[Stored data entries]
+ + + + + + +

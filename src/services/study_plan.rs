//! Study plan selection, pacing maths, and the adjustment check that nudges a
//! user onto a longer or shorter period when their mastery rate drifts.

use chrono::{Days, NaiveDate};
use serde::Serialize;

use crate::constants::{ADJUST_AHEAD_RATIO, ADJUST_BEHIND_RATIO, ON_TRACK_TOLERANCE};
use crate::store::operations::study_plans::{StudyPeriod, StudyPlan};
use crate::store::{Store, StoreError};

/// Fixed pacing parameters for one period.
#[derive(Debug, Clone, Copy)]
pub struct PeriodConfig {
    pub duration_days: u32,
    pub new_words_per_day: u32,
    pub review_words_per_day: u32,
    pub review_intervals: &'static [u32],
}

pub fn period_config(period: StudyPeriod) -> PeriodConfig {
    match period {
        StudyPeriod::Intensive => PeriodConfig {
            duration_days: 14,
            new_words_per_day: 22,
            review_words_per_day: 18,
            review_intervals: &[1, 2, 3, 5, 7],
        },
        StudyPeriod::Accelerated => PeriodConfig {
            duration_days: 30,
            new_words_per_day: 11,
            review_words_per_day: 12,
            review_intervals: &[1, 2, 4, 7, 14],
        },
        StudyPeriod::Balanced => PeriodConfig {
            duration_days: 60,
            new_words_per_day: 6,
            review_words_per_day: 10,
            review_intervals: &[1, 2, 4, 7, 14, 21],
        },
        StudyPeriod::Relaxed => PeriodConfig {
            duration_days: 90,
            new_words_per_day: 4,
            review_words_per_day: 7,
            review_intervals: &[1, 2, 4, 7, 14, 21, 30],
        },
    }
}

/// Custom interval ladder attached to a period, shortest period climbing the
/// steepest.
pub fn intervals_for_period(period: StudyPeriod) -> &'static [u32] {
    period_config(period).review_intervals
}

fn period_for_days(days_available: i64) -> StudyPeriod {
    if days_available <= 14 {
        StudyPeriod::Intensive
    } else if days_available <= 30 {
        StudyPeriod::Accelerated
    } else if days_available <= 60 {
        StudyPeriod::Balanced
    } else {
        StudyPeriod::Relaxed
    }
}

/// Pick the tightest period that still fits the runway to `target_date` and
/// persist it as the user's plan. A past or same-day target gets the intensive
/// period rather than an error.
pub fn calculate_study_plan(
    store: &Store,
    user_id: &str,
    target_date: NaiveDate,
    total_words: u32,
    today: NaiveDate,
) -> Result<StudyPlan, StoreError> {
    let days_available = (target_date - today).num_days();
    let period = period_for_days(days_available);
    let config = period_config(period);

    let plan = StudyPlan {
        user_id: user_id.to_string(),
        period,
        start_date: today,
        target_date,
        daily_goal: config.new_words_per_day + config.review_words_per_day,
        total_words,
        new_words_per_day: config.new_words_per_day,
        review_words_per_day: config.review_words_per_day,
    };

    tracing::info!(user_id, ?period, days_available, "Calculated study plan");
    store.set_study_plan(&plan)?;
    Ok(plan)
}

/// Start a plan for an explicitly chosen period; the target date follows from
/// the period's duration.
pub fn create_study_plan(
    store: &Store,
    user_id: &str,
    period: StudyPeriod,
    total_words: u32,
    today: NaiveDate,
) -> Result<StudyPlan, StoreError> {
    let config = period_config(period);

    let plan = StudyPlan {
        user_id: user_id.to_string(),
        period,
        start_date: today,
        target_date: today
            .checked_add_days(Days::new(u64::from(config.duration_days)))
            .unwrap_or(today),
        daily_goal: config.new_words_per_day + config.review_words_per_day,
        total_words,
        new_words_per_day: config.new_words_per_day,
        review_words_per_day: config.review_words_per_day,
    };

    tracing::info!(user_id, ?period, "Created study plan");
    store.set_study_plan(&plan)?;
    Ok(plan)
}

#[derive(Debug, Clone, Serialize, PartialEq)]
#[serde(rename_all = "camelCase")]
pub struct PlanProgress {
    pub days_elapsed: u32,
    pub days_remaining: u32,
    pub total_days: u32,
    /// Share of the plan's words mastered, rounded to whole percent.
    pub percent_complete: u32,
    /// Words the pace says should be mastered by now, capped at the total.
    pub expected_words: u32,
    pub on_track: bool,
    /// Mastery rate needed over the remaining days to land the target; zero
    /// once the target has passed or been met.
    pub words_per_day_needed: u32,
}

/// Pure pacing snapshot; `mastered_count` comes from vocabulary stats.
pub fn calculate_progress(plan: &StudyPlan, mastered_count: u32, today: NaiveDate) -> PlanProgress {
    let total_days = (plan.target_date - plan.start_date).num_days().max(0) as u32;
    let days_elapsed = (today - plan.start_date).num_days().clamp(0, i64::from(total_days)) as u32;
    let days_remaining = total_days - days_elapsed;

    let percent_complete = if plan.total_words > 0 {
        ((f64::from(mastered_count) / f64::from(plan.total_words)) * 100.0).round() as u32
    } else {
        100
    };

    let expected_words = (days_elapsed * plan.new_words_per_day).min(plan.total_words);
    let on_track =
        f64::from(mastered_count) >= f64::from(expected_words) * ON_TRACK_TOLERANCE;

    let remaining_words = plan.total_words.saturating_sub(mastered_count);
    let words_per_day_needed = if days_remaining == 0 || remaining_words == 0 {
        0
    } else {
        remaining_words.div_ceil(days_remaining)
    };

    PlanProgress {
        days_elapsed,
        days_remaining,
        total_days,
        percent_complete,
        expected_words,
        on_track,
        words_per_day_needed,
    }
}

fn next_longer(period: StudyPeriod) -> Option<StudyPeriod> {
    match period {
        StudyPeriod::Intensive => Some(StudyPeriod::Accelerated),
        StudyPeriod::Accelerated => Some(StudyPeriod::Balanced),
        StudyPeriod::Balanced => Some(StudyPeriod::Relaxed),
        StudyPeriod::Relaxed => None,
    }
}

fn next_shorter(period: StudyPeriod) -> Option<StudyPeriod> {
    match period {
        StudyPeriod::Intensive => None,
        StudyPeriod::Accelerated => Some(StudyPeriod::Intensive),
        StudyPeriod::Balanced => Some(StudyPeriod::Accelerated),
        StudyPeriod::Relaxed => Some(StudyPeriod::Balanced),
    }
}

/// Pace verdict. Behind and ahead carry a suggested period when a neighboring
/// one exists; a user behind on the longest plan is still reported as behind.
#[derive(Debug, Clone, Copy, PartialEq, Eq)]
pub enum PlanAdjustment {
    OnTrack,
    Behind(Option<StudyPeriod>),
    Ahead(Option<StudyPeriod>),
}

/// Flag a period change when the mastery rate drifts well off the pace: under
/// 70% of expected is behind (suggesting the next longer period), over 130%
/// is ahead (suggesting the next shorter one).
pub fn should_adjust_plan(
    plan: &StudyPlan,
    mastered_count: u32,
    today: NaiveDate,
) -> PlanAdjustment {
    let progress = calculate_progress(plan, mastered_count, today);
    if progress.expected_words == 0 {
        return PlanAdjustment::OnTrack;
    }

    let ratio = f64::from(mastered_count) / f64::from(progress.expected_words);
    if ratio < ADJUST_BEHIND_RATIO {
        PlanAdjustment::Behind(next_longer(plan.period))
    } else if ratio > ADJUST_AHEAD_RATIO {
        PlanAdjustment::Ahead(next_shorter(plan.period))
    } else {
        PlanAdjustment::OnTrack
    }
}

+ + + + + + +

* _TASK DETAILS_
Find the lines that mention "Option" in the entries and show them.

* _ANSWER BOX_
fn next_longer(period: StudyPeriod) -> Option<StudyPeriod> {
fn next_shorter(period: StudyPeriod) -> Option<StudyPeriod> {
    Behind(Option<StudyPeriod>),
    Ahead(Option<StudyPeriod>),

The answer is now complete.